MUSIC? IT WENT THAT-A-WAY!
I have been an ear-witness to some vast changes in American “popular” music in the past quarter of a century or so.
The trends have been gradual ever since the mid-1930’s, I suppose and as I think back over the music we had on our racks during the Big Band Era, I realize it was rather restricted. We played. mostly stock
orchestrations of ballads of the day, and jazz favorites from decades past. Occasionally, specific bands would do versions of classical favorites, general songs and even a folk melody now and then. It became easy to distinguish
between music by The Dorsey Brothers, then Tommy and Jimmy apart, Goodman, Glen Gray and The Casa Loma Band, Bob Crosby, Woody Herman, Red Norvo, Glen Miller and other favorites and the “sweeter” type of music
featured by Guy Lombardo, Jan Garber, Sammy Kaye, and waltzes by Wayne King. All of these and many more had replaced former groups which I remember such as the Coon-Sanders Band, The Six Brown Brothers, The Paul
Whiteman Band, B. A. Rolfe and a score of Dixieland groups, out of both New Orleans and Chicago. There was also a significant flow of popular music in such groups as Cab Calloway, Jimmy Lunceford, Lucky Miliinder, Fats Waller, Earl
Hines, Louis Armstrong ... plus many others.
I realize I am treading on dangerous ground when I start listing favorites. There are sure to be some of you who feel I have purposely eliminated your favorites from those I’ve been rattling off from the top of my
increasingly bare skull. Frank Dailey, Kay Kyser, Ace Brigode, Ray Pearl, Oliver Naylor, Little Jack Little, Ray McKinley for instance. There was a zany school, as well as fabulous stage band with a hyphanated name which escapes me at
the moment; Spike Jones, Red Engle and others doing pariodies and take-offs.
I have run off at the cartridge here it seems, so I’ll have to outline what I had in mind to write about - how pop music has divided into a set of individual types of music.

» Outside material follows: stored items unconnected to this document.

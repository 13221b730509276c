//! # Cascade Kernel Runner
//!
//! Runs the simulated single-axis cascade at the configured period.
//!
//! Without `--config` the built-in defaults apply (1 ms period, overruns
//! ignored). The runner loads the reference components by name, selects
//! them, writes one move command and cycles until Ctrl-C or `--cycles`.

use cascade_common::config::{ConfigLoader, KernelConfig, LogLevel};
use cascade_kernel::kernel::Kernel;
use cascade_kernel::name_server::NameServer;
use cascade_kernel::runner::{PeriodicRunner, rt_setup};
use cascade_kernel::sim::{
    AxisCommand, Heartbeat, PiController, PiGains, Plant, PlantEffector, PlantSensor,
    RampGenerator, SimTypes, VelocityEstimator, register_axis,
};
use cascade_kernel::{CascadeExtension, KernelError};
use clap::Parser;
use std::path::PathBuf;
use std::process;
use std::sync::Arc;
use std::sync::atomic::Ordering;
use tracing::{Level, error, info};
use tracing_subscriber::EnvFilter;

/// Cascade Kernel: five-role control loop on a simulated axis
#[derive(Parser, Debug)]
#[command(name = "cascade_kernel")]
#[command(author = "RTS007")]
#[command(version)]
#[command(about = "Periodic five-role control kernel driving a simulated axis")]
struct Args {
    /// Path to the kernel configuration TOML.
    #[arg(long, value_name = "FILE")]
    config: Option<PathBuf>,

    /// CPU core to pin the RT thread to (overrides the config file).
    #[arg(long)]
    cpu_core: Option<usize>,

    /// SCHED_FIFO priority (overrides the config file).
    #[arg(long)]
    rt_priority: Option<i32>,

    /// Stop after this many cycles (overrides the config file).
    #[arg(long)]
    cycles: Option<u64>,

    /// Target position of the move command [mm].
    #[arg(long, default_value_t = 100.0)]
    target: f64,

    /// Axis velocity limit [mm/s].
    #[arg(long, default_value_t = 200.0)]
    max_velocity: f64,

    /// Enable verbose logging (DEBUG level).
    #[arg(short, long)]
    verbose: bool,

    /// Output logs in JSON format.
    #[arg(long)]
    json: bool,
}

fn main() {
    let args = Args::parse();

    let config = match load_config(&args) {
        Ok(config) => config,
        Err(e) => {
            setup_tracing(&args, LogLevel::default());
            error!("FATAL: {e}");
            process::exit(1);
        }
    };
    setup_tracing(&args, config.shared.log_level);

    info!(
        service = %config.shared.service_name,
        "Cascade Kernel v{} starting...",
        env!("CARGO_PKG_VERSION")
    );

    if let Err(e) = run(&args, &config) {
        error!("FATAL: {e}");
        process::exit(1);
    }

    info!("Cascade Kernel shutdown complete");
}

fn load_config(args: &Args) -> Result<KernelConfig, Box<dyn std::error::Error>> {
    let mut config = match &args.config {
        Some(path) => KernelConfig::load(path)?,
        None => KernelConfig::default(),
    };
    if let Some(core) = args.cpu_core {
        config.runner.cpu_core = core;
    }
    if let Some(priority) = args.rt_priority {
        config.runner.rt_priority = priority;
    }
    if args.cycles.is_some() {
        config.runner.max_cycles = args.cycles;
    }
    config.validate()?;
    Ok(config)
}

fn run(args: &Args, config: &KernelConfig) -> Result<(), Box<dyn std::error::Error>> {
    info!(
        "Config OK: kernel={}, period={}µs",
        config.kernel.name, config.kernel.period_us
    );

    rt_setup(config.runner.cpu_core, config.runner.rt_priority)?;
    info!(
        "RT setup complete (cpu_core={}, priority={})",
        config.runner.cpu_core, config.runner.rt_priority
    );

    let mut kernel: Kernel<SimTypes> = Kernel::with_config(config, CascadeExtension::new())?;
    let plant = Arc::new(Plant::new(args.max_velocity));
    let mut names = NameServer::new();
    let beats = register_axis(&mut names, &plant, PiGains::default());

    kernel.load_sensor_named(&mut names, PlantSensor::NAME)?;
    kernel.load_estimator_named(&mut names, VelocityEstimator::NAME)?;
    kernel.load_generator_named(&mut names, RampGenerator::NAME)?;
    kernel.load_controller_named(&mut names, PiController::NAME)?;
    kernel.load_effector_named(&mut names, PlantEffector::NAME)?;
    kernel.load_support_named(&mut names, Heartbeat::NAME)?;

    kernel.on_started(|name| info!(kernel = name, "started"));
    kernel.on_stopped(|name| info!(kernel = name, "stopped"));

    kernel.initialize()?;
    select_axis(&mut kernel)?;
    kernel.commands().set(AxisCommand {
        target: args.target,
        max_velocity: 0.0,
    });

    let mut runner = PeriodicRunner::new(kernel, &config.runner);
    let stop = runner.stop_handle();
    ctrlc::set_handler(move || {
        info!("Received shutdown signal");
        stop.request();
    })?;

    let stats = runner.run()?;
    info!(
        cycles = stats.cycle_count,
        overruns = stats.overruns,
        heartbeat = beats.load(Ordering::Relaxed),
        position = plant.position(),
        aborted = runner.was_aborted(),
        "run complete"
    );
    Ok(())
}

/// Selection order follows the cascade so every component starts from an
/// already-running upstream.
fn select_axis(kernel: &mut Kernel<SimTypes>) -> Result<(), KernelError> {
    kernel.select_sensor(PlantSensor::NAME)?;
    kernel.select_estimator(VelocityEstimator::NAME)?;
    kernel.select_generator(RampGenerator::NAME)?;
    kernel.select_controller(PiController::NAME)?;
    kernel.select_effector(PlantEffector::NAME)?;
    Ok(())
}

/// Setup tracing subscriber based on CLI arguments and the configured level.
fn setup_tracing(args: &Args, level: LogLevel) {
    let filter = if args.verbose {
        EnvFilter::from_default_env().add_directive(Level::DEBUG.into())
    } else {
        EnvFilter::try_from_default_env().unwrap_or_else(|_| EnvFilter::new(level.as_directive()))
    };

    if args.json {
        tracing_subscriber::fmt()
            .with_env_filter(filter)
            .json()
            .init();
    } else {
        tracing_subscriber::fmt()
            .with_env_filter(filter)
            .compact()
            .init();
    }
}
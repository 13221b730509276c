//! Name-keyed component directories for lookup by (role, name).
//!
//! The application wiring layer owns a [`NameServer`]: it registers
//! components by name, and the kernel's `*_named` operations take them out
//! on load and give them back on unload. Lookups allocate and hash; they
//! belong off the cycle path.

use crate::component::{Component, Controller, Effector, Estimator, Generator, Sensor, Support};
use crate::data_object::KernelTypes;
use std::collections::HashMap;

/// Components of one role, keyed by name.
pub struct Directory<C: ?Sized> {
    entries: HashMap<String, Box<C>>,
}

impl<C: ?Sized + Component> Directory<C> {
    pub fn new() -> Self {
        Self {
            entries: HashMap::new(),
        }
    }

    /// Register under the component's own name. Hands the component back if
    /// the name is taken.
    pub fn register(&mut self, component: Box<C>) -> Result<(), Box<C>> {
        let name = component.name();
        if self.entries.contains_key(name) {
            return Err(component);
        }
        self.entries.insert(name.to_string(), component);
        Ok(())
    }

    /// Remove and return the component registered as `name`.
    pub fn take(&mut self, name: &str) -> Option<Box<C>> {
        self.entries.remove(name)
    }

    pub fn contains(&self, name: &str) -> bool {
        self.entries.contains_key(name)
    }

    pub fn len(&self) -> usize {
        self.entries.len()
    }

    pub fn is_empty(&self) -> bool {
        self.entries.is_empty()
    }

    pub fn names(&self) -> impl Iterator<Item = &str> {
        self.entries.keys().map(String::as_str)
    }
}

impl<C: ?Sized + Component> Default for Directory<C> {
    fn default() -> Self {
        Self::new()
    }
}

/// One [`Directory`] per role.
pub struct NameServer<K: KernelTypes> {
    pub sensors: Directory<dyn Sensor<K>>,
    pub estimators: Directory<dyn Estimator<K>>,
    pub generators: Directory<dyn Generator<K>>,
    pub controllers: Directory<dyn Controller<K>>,
    pub effectors: Directory<dyn Effector<K>>,
    pub supports: Directory<dyn Support>,
}

impl<K: KernelTypes> NameServer<K> {
    pub fn new() -> Self {
        Self {
            sensors: Directory::new(),
            estimators: Directory::new(),
            generators: Directory::new(),
            controllers: Directory::new(),
            effectors: Directory::new(),
            supports: Directory::new(),
        }
    }
}

impl<K: KernelTypes> Default for NameServer<K> {
    fn default() -> Self {
        Self::new()
    }
}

We now have ethnic or folk music, country and C&W music, we have those elements which evolved into rock through the rock-’n-roll transitional doorway with numerous sub-groups such as acid and punk. We also
have divisions of music called gospel, contemporary religious, gospel, nostalgia material echoing the recent past and referred to as “classics”, plus a growing category of what could be called “personality” music. This occurs on so
many CD’s today and all the tunes on a specific side are “generated”, if not actually written, by the individual featured on the CD. They are usually done with a set theme in mind which is the title of the CD.
Each of these, and others have, I feel, become individual classifiications on their own - and rightfully so.
Perhaps we can a talk about other such changes again soon, if you like.